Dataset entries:
*** Block opens ***

//! Scripted surface and recording observer shared by the unit tests.

use std::collections::{HashSet, VecDeque};
use std::sync::Mutex;
use std::sync::atomic::{AtomicU32, Ordering};

use serde_json::json;

use scrollback_types::chat::{ChatHandle, SessionInfo};
use scrollback_types::error::{RecordError, SurfaceError};
use scrollback_types::message::{MessageModel, RawMessageRecord};
use scrollback_types::scroll::{
    ContainerRef, ConvergenceOutcome, ConvergenceReport, LookupStrategy, ScrollProbe,
};

use crate::observer::RetrievalObserver;
use crate::surface::rendering::RenderingSurface;

pub fn chat() -> ChatHandle {
    ChatHandle::new("12345@c.us").unwrap()
}

/// A store model whose payload serializes into a well-formed record.
pub fn model(key: &str, from_me: bool, t: i64) -> MessageModel {
    MessageModel {
        key: key.to_string(),
        from_me,
        payload: json!({
            "id": {"_serialized": key, "remote": "12345@c.us", "fromMe": from_me},
            "t": t,
            "type": "chat",
            "body": format!("body of {key}"),
        }),
    }
}

/// Surface whose extents, containers and store contents are fixed up front.
pub struct ScriptedSurface {
    session: SessionInfo,
    /// Selectors that resolve to a container.
    pub matching: Vec<String>,
    /// Selectors the surface rejects with an evaluation error.
    pub rejected: Vec<String>,
    /// Extent after each successive scroll command.
    after_extents: Mutex<VecDeque<u64>>,
    current_extent: Mutex<u64>,
    pub models: Option<Vec<MessageModel>>,
    /// Model keys whose serialization fails.
    pub failing: HashSet<String>,
    pub disconnected: bool,
    pub scroll_commands: AtomicU32,
    pub lookups: AtomicU32,
    pub serialize_calls: AtomicU32,
}

impl ScriptedSurface {
    pub fn new() -> Self {
        Self {
            session: SessionInfo::new("me@c.us"),
            matching: vec!["#panel".to_string()],
            rejected: Vec::new(),
            after_extents: Mutex::new(VecDeque::new()),
            current_extent: Mutex::new(0),
            models: Some(Vec::new()),
            failing: HashSet::new(),
            disconnected: false,
            scroll_commands: AtomicU32::new(0),
            lookups: AtomicU32::new(0),
            serialize_calls: AtomicU32::new(0),
        }
    }

    pub fn with_extents(self, extents: &[u64]) -> Self {
        *self.after_extents.lock().unwrap() = extents.iter().copied().collect();
        self
    }

    pub fn without_container(mut self) -> Self {
        self.matching.clear();
        self
    }

    pub fn with_models(mut self, models: Vec<MessageModel>) -> Self {
        self.models = Some(models);
        self
    }

    pub fn without_store(mut self) -> Self {
        self.models = None;
        self
    }

    pub fn failing_on(mut self, key: &str) -> Self {
        self.failing.insert(key.to_string());
        self
    }

    pub fn disconnected(mut self) -> Self {
        self.disconnected = true;
        self
    }

    pub fn scrolls(&self) -> u32 {
        self.scroll_commands.load(Ordering::SeqCst)
    }

    fn check_connected(&self) -> Result<(), SurfaceError> {
        if self.disconnected {
            Err(SurfaceError::Disconnected("session closed".to_string()))
        } else {
            Ok(())
        }
    }
}

impl RenderingSurface for ScriptedSurface {
    fn name(&self) -> &str {
        "scripted"
    }

    fn session(&self) -> &SessionInfo {
        &self.session
    }

    async fn find_container(
        &self,
        _chat: &ChatHandle,
        selector: &str,
    ) -> Result<Option<String>, SurfaceError> {
        self.check_connected()?;
        self.lookups.fetch_add(1, Ordering::SeqCst);
        if self.rejected.iter().any(|s| s == selector) {
            return Err(SurfaceError::Evaluation(format!("invalid selector {selector}")));
        }
        Ok(self
            .matching
            .iter()
            .any(|s| s == selector)
            .then(|| format!("node:{selector}")))
    }

    async fn scroll_extent(&self, _container: &ContainerRef) -> Result<u64, SurfaceError> {
        self.check_connected()?;
        Ok(*self.current_extent.lock().unwrap())
    }

    async fn scroll_to_origin(&self, _container: &ContainerRef) -> Result<(), SurfaceError> {
        self.check_connected()?;
        self.scroll_commands.fetch_add(1, Ordering::SeqCst);
        if let Some(next) = self.after_extents.lock().unwrap().pop_front() {
            *self.current_extent.lock().unwrap() = next;
        }
        Ok(())
    }

    async fn message_models(
        &self,
        _chat: &ChatHandle,
    ) -> Result<Option<Vec<MessageModel>>, SurfaceError> {
        self.check_connected()?;
        Ok(self.models.clone())
    }

    async fn serialize_models(
        &self,
        _chat: &ChatHandle,
        models: &[MessageModel],
    ) -> Result<Vec<Result<RawMessageRecord, RecordError>>, SurfaceError> {
        self.check_connected()?;
        self.serialize_calls.fetch_add(1, Ordering::SeqCst);
        Ok(models
            .iter()
            .map(|m| {
                if self.failing.contains(&m.key) {
                    return Err(RecordError::Serialization {
                        key: m.key.clone(),
                        reason: "cyclic structure".to_string(),
                    });
                }
                match &m.payload {
                    serde_json::Value::Object(fields) => {
                        Ok(RawMessageRecord::for_model(m, fields.clone()))
                    }
                    _ => Err(RecordError::Serialization {
                        key: m.key.clone(),
                        reason: "payload is not an object".to_string(),
                    }),
                }
            })
            .collect())
    }
}

#[derive(Debug, Clone, PartialEq, Eq)]
pub enum Event {
    Attempt(u32),
    ContainerMissing,
    Converged(ConvergenceOutcome),
    StoreUnavailable,
    RecordDropped(String),
    LimitIgnored { limit: usize, returned: usize },
}

/// Observer that keeps every event for later assertions.
#[derive(Default)]
pub struct RecordingObserver {
    events: Mutex<Vec<Event>>,
}

impl RecordingObserver {
    pub fn events(&self) -> Vec<Event> {
        self.events.lock().unwrap().clone()
    }

    fn push(&self, event: Event) {
        self.events.lock().unwrap().push(event);
    }
}

impl RetrievalObserver for RecordingObserver {
    fn attempt(&self, _chat: &ChatHandle, attempt: u32, _probe: &ScrollProbe) {
        self.push(Event::Attempt(attempt));
    }

    fn container_missing(&self, _chat: &ChatHandle, _tried: &[LookupStrategy]) {
        self.push(Event::ContainerMissing);
    }

    fn converged(&self, _chat: &ChatHandle, report: &ConvergenceReport) {
        self.push(Event::Converged(report.outcome));
    }

    fn store_unavailable(&self, _chat: &ChatHandle) {
        self.push(Event::StoreUnavailable);
    }

    fn record_dropped(&self, _chat: &ChatHandle, error: &RecordError) {
        self.push(Event::RecordDropped(error.key().to_string()));
    }

    fn limit_ignored(&self, _chat: &ChatHandle, limit: usize, returned: usize) {
        self.push(Event::LimitIgnored { limit, returned });
    }
}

*** Block closes ***

# What you need to do
Return each record exactly as given.

# Answer space
//! Scripted surface and recording observer shared by the unit tests.

use std::collections::{HashSet, VecDeque};
use std::sync::Mutex;
use std::sync::atomic::{AtomicU32, Ordering};

use serde_json::json;

use scrollback_types::chat::{ChatHandle, SessionInfo};
use scrollback_types::error::{RecordError, SurfaceError};
use scrollback_types::message::{MessageModel, RawMessageRecord};
use scrollback_types::scroll::{
    ContainerRef, ConvergenceOutcome, ConvergenceReport, LookupStrategy, ScrollProbe,
};

use crate::observer::RetrievalObserver;
use crate::surface::rendering::RenderingSurface;

pub fn chat() -> ChatHandle {
    ChatHandle::new("12345@c.us").unwrap()
}

/// A store model whose payload serializes into a well-formed record.
pub fn model(key: &str, from_me: bool, t: i64) -> MessageModel {
    MessageModel {
        key: key.to_string(),
        from_me,
        payload: json!({
            "id": {"_serialized": key, "remote": "12345@c.us", "fromMe": from_me},
            "t": t,
            "type": "chat",
            "body": format!("body of {key}"),
        }),
    }
}

/// Surface whose extents, containers and store contents are fixed up front.
pub struct ScriptedSurface {
    session: SessionInfo,
    /// Selectors that resolve to a container.
    pub matching: Vec<String>,
    /// Selectors the surface rejects with an evaluation error.
    pub rejected: Vec<String>,
    /// Extent after each successive scroll command.
    after_extents: Mutex<VecDeque<u64>>,
    current_extent: Mutex<u64>,
    pub models: Option<Vec<MessageModel>>,
    /// Model keys whose serialization fails.
    pub failing: HashSet<String>,
    pub disconnected: bool,
    pub scroll_commands: AtomicU32,
    pub lookups: AtomicU32,
    pub serialize_calls: AtomicU32,
}

impl ScriptedSurface {
    pub fn new() -> Self {
        Self {
            session: SessionInfo::new("me@c.us"),
            matching: vec!["#panel".to_string()],
            rejected: Vec::new(),
            after_extents: Mutex::new(VecDeque::new()),
            current_extent: Mutex::new(0),
            models: Some(Vec::new()),
            failing: HashSet::new(),
            disconnected: false,
            scroll_commands: AtomicU32::new(0),
            lookups: AtomicU32::new(0),
            serialize_calls: AtomicU32::new(0),
        }
    }

    pub fn with_extents(self, extents: &[u64]) -> Self {
        *self.after_extents.lock().unwrap() = extents.iter().copied().collect();
        self
    }

    pub fn without_container(mut self) -> Self {
        self.matching.clear();
        self
    }

    pub fn with_models(mut self, models: Vec<MessageModel>) -> Self {
        self.models = Some(models);
        self
    }

    pub fn without_store(mut self) -> Self {
        self.models = None;
        self
    }

    pub fn failing_on(mut self, key: &str) -> Self {
        self.failing.insert(key.to_string());
        self
    }

    pub fn disconnected(mut self) -> Self {
        self.disconnected = true;
        self
    }

    pub fn scrolls(&self) -> u32 {
        self.scroll_commands.load(Ordering::SeqCst)
    }

    fn check_connected(&self) -> Result<(), SurfaceError> {
        if self.disconnected {
            Err(SurfaceError::Disconnected("session closed".to_string()))
        } else {
            Ok(())
        }
    }
}

impl RenderingSurface for ScriptedSurface {
    fn name(&self) -> &str {
        "scripted"
    }

    fn session(&self) -> &SessionInfo {
        &self.session
    }

    async fn find_container(
        &self,
        _chat: &ChatHandle,
        selector: &str,
    ) -> Result<Option<String>, SurfaceError> {
        self.check_connected()?;
        self.lookups.fetch_add(1, Ordering::SeqCst);
        if self.rejected.iter().any(|s| s == selector) {
            return Err(SurfaceError::Evaluation(format!("invalid selector {selector}")));
        }
        Ok(self
            .matching
            .iter()
            .any(|s| s == selector)
            .then(|| format!("node:{selector}")))
    }

    async fn scroll_extent(&self, _container: &ContainerRef) -> Result<u64, SurfaceError> {
        self.check_connected()?;
        Ok(*self.current_extent.lock().unwrap())
    }

    async fn scroll_to_origin(&self, _container: &ContainerRef) -> Result<(), SurfaceError> {
        self.check_connected()?;
        self.scroll_commands.fetch_add(1, Ordering::SeqCst);
        if let Some(next) = self.after_extents.lock().unwrap().pop_front() {
            *self.current_extent.lock().unwrap() = next;
        }
        Ok(())
    }

    async fn message_models(
        &self,
        _chat: &ChatHandle,
    ) -> Result<Option<Vec<MessageModel>>, SurfaceError> {
        self.check_connected()?;
        Ok(self.models.clone())
    }

    async fn serialize_models(
        &self,
        _chat: &ChatHandle,
        models: &[MessageModel],
    ) -> Result<Vec<Result<RawMessageRecord, RecordError>>, SurfaceError> {
        self.check_connected()?;
        self.serialize_calls.fetch_add(1, Ordering::SeqCst);
        Ok(models
            .iter()
            .map(|m| {
                if self.failing.contains(&m.key) {
                    return Err(RecordError::Serialization {
                        key: m.key.clone(),
                        reason: "cyclic structure".to_string(),
                    });
                }
                match &m.payload {
                    serde_json::Value::Object(fields) => {
                        Ok(RawMessageRecord::for_model(m, fields.clone()))
                    }
                    _ => Err(RecordError::Serialization {
                        key: m.key.clone(),
                        reason: "payload is not an object".to_string(),
                    }),
                }
            })
            .collect())
    }
}

#[derive(Debug, Clone, PartialEq, Eq)]
pub enum Event {
    Attempt(u32),
    ContainerMissing,
    Converged(ConvergenceOutcome),
    StoreUnavailable,
    RecordDropped(String),
    LimitIgnored { limit: usize, returned: usize },
}

/// Observer that keeps every event for later assertions.
#[derive(Default)]
pub struct RecordingObserver {
    events: Mutex<Vec<Event>>,
}

impl RecordingObserver {
    pub fn events(&self) -> Vec<Event> {
        self.events.lock().unwrap().clone()
    }

    fn push(&self, event: Event) {
        self.events.lock().unwrap().push(event);
    }
}

impl RetrievalObserver for RecordingObserver {
    fn attempt(&self, _chat: &ChatHandle, attempt: u32, _probe: &ScrollProbe) {
        self.push(Event::Attempt(attempt));
    }

    fn container_missing(&self, _chat: &ChatHandle, _tried: &[LookupStrategy]) {
        self.push(Event::ContainerMissing);
    }

    fn converged(&self, _chat: &ChatHandle, report: &ConvergenceReport) {
        self.push(Event::Converged(report.outcome));
    }

    fn store_unavailable(&self, _chat: &ChatHandle) {
        self.push(Event::StoreUnavailable);
    }

    fn record_dropped(&self, _chat: &ChatHandle, error: &RecordError) {
        self.push(Event::RecordDropped(error.key().to_string()));
    }

    fn limit_ignored(&self, _chat: &ChatHandle, limit: usize, returned: usize) {
        self.push(Event::LimitIgnored { limit, returned });
    }
}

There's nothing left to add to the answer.